Give back exactly the lines of the entries below from the line with "let reloaded: PatientSession" to the line with "the new details.", inclusive, and only those.

(Collected data entries)
== Segment start ==

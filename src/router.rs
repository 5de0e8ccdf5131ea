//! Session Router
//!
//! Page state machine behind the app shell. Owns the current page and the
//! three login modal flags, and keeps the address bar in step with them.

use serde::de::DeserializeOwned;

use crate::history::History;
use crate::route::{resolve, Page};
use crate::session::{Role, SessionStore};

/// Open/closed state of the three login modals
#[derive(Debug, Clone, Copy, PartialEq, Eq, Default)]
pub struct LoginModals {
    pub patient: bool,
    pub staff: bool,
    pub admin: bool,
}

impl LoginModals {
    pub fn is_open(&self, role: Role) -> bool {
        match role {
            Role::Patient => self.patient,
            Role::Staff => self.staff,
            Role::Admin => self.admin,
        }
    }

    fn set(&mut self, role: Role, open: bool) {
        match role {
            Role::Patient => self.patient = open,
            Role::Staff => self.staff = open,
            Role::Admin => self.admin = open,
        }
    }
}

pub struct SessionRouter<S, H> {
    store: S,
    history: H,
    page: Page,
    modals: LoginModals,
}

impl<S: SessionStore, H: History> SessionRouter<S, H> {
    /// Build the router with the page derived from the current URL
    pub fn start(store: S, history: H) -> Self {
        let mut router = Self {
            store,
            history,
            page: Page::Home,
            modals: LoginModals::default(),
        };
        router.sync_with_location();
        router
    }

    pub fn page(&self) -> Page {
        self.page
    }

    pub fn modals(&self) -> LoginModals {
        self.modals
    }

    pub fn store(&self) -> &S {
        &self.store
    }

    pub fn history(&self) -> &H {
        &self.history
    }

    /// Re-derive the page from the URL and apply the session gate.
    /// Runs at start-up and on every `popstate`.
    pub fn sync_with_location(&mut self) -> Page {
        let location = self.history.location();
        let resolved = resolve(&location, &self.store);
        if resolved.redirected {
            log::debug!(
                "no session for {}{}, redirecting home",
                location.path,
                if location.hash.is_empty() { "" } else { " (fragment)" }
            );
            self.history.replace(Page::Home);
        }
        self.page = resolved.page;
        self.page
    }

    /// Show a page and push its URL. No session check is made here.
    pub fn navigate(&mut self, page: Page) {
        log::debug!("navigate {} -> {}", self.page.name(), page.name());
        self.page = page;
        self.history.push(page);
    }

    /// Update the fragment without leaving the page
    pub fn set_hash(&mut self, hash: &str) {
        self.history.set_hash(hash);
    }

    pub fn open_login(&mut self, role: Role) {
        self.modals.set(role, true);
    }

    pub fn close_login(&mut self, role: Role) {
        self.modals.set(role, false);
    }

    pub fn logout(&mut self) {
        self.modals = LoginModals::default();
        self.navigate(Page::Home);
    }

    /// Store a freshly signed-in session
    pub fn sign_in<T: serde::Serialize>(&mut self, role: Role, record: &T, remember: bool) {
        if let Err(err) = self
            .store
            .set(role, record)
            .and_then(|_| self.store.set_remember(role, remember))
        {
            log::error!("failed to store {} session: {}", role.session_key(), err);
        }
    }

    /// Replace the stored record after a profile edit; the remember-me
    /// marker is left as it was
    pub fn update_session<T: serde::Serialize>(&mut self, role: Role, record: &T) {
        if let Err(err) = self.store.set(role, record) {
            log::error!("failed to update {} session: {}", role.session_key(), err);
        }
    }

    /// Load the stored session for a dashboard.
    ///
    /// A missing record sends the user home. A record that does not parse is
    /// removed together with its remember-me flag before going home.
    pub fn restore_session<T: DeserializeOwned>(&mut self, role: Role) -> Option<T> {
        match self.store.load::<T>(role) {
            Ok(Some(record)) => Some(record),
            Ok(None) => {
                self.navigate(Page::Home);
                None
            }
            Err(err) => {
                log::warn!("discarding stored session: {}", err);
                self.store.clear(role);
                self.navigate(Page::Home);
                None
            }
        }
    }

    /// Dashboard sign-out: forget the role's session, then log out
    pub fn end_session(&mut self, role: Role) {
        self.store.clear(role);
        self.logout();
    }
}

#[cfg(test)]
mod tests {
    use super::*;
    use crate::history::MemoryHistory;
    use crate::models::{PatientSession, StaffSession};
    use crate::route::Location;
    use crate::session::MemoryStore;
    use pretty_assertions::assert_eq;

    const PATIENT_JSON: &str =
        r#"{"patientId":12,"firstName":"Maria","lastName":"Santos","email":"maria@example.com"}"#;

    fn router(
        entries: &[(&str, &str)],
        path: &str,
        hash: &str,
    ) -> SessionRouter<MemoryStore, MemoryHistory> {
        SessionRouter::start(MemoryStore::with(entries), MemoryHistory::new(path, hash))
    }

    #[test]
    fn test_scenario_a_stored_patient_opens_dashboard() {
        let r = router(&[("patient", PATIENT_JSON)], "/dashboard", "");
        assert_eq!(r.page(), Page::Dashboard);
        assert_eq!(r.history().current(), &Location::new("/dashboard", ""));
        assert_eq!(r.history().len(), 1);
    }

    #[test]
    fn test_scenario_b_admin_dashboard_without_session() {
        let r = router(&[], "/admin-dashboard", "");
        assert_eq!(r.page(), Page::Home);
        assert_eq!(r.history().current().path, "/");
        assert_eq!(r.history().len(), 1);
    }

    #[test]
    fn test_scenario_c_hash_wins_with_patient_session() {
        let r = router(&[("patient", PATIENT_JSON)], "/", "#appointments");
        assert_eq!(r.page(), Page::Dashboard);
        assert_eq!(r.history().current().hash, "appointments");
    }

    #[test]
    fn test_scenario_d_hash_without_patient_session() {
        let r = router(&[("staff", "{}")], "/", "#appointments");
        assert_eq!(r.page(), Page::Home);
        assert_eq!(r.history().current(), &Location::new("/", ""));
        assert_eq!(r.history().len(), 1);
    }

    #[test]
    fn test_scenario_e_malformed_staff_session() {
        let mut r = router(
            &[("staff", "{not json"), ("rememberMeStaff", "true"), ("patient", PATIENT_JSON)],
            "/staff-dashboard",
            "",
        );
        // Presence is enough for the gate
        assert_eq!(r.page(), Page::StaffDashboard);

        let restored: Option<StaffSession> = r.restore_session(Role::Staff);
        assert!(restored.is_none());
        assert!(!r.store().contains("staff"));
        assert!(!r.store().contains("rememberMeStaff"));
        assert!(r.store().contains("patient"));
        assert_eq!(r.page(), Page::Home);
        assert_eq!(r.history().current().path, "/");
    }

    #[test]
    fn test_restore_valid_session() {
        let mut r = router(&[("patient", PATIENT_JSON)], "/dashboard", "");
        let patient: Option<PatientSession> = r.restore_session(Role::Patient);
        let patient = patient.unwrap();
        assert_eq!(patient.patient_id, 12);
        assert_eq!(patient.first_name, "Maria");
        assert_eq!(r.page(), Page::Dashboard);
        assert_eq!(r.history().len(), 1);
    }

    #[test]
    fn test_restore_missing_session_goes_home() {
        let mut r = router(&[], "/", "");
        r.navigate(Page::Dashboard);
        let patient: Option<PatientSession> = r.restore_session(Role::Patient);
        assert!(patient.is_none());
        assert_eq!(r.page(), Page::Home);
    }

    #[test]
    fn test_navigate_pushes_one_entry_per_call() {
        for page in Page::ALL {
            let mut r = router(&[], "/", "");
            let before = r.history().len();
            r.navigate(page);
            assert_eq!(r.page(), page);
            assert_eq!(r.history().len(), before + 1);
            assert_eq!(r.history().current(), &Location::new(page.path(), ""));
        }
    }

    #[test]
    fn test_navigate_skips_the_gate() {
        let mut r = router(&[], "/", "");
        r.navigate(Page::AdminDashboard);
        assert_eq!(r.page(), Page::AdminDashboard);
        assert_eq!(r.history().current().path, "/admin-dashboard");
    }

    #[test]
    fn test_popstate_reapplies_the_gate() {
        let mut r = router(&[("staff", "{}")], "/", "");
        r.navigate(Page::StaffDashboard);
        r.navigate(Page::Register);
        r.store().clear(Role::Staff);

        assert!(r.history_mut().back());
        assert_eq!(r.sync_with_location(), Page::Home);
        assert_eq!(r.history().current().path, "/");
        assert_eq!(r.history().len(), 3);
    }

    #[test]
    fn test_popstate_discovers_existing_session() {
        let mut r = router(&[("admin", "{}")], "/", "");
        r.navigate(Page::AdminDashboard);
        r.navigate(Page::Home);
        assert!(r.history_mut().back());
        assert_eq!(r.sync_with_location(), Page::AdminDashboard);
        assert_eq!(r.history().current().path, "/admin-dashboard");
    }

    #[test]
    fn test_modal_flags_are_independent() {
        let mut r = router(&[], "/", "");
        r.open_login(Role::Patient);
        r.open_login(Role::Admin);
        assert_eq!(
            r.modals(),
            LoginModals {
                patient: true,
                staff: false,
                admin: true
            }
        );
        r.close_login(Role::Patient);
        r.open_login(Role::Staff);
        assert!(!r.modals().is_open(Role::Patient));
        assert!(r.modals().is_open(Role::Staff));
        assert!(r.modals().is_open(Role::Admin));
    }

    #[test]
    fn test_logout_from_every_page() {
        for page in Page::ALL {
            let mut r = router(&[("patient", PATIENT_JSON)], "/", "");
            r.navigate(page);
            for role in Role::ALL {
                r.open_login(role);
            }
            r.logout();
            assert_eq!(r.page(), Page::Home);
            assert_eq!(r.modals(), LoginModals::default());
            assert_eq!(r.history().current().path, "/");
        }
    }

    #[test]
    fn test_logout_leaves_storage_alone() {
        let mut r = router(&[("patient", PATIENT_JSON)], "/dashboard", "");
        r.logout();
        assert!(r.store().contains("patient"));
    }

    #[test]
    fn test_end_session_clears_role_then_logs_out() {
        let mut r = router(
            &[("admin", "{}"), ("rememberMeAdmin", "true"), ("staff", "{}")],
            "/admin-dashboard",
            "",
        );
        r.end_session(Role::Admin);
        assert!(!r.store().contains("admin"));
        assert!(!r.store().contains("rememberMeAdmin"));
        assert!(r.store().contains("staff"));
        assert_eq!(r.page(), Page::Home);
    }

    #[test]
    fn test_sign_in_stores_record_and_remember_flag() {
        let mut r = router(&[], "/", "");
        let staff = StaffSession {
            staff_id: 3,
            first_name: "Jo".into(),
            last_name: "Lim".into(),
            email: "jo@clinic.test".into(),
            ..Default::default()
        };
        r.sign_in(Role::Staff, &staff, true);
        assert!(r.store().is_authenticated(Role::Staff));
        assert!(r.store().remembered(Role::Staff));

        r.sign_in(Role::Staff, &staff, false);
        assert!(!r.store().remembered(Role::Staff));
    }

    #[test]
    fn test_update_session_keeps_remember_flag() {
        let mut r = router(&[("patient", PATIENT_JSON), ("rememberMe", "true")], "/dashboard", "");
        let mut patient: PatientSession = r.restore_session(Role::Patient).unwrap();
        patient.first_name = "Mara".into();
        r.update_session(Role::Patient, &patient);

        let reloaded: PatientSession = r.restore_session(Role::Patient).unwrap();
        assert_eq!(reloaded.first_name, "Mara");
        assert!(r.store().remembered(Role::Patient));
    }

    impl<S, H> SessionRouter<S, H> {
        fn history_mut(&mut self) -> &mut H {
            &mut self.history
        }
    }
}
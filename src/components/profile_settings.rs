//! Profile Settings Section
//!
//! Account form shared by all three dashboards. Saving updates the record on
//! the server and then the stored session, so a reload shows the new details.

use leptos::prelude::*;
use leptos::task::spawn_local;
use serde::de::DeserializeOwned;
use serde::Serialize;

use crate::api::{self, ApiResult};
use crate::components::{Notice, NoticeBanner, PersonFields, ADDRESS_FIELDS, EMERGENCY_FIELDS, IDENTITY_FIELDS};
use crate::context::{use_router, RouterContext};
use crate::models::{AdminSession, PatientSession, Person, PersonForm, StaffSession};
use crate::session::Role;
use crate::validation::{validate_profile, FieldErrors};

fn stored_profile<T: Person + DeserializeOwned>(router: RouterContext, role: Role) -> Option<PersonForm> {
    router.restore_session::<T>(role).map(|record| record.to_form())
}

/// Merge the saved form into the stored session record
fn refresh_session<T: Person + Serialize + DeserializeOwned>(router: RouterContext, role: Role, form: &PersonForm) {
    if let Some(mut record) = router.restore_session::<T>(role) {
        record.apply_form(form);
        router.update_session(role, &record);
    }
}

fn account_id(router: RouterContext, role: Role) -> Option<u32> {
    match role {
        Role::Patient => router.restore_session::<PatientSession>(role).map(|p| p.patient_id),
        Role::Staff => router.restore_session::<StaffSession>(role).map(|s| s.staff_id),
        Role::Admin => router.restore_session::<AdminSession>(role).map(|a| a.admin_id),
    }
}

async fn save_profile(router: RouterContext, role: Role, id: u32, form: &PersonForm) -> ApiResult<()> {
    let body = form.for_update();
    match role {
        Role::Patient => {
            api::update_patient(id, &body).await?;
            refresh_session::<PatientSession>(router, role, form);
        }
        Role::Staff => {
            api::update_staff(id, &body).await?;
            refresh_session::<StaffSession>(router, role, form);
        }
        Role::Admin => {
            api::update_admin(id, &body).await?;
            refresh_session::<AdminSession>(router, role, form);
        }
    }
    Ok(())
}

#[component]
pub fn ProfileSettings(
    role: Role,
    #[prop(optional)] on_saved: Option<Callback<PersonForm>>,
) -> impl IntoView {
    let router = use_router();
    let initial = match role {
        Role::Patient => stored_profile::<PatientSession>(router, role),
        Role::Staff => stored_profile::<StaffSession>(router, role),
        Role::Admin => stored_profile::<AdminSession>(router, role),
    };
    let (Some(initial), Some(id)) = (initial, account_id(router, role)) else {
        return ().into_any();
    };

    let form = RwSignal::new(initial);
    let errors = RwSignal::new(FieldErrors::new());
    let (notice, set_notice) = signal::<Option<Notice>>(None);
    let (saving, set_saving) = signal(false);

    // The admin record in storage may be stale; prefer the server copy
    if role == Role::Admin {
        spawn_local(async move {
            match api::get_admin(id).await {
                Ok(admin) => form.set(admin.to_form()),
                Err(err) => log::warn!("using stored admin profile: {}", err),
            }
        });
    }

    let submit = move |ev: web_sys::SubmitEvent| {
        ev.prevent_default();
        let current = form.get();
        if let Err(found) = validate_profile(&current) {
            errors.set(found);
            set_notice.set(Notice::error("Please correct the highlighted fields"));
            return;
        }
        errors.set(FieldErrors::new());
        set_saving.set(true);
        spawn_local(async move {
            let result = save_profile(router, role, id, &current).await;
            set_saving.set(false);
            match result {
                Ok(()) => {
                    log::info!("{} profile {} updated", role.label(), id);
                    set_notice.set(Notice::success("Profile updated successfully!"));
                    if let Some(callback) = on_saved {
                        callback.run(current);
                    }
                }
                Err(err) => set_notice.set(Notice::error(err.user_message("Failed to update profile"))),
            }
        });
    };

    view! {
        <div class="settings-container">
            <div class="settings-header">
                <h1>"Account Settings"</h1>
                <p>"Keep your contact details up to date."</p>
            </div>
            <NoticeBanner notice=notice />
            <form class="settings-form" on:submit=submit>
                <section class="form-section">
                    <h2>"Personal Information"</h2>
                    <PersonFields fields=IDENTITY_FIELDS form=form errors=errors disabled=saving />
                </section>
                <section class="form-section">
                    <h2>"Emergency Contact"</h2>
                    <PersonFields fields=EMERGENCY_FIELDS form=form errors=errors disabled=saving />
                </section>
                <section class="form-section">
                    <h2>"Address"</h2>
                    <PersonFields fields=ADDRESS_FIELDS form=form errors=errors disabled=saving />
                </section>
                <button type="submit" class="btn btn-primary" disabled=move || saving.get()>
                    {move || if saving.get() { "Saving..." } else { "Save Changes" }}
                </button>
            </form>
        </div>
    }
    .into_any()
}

== Segment end ==

The completed task:
        let reloaded: PatientSession = r.restore_session(Role::Patient).unwrap();
        assert_eq!(reloaded.first_name, "Mara");
        assert!(r.store().remembered(Role::Patient));
    }

    impl<S, H> SessionRouter<S, H> {
        fn history_mut(&mut self) -> &mut H {
            &mut self.history
        }
    }
}
filename src/components/profile_settings.rs
//! Profile Settings Section
//!
//! Account form shared by all three dashboards. Saving updates the record on
//! the server and then the stored session, so a reload shows the new details.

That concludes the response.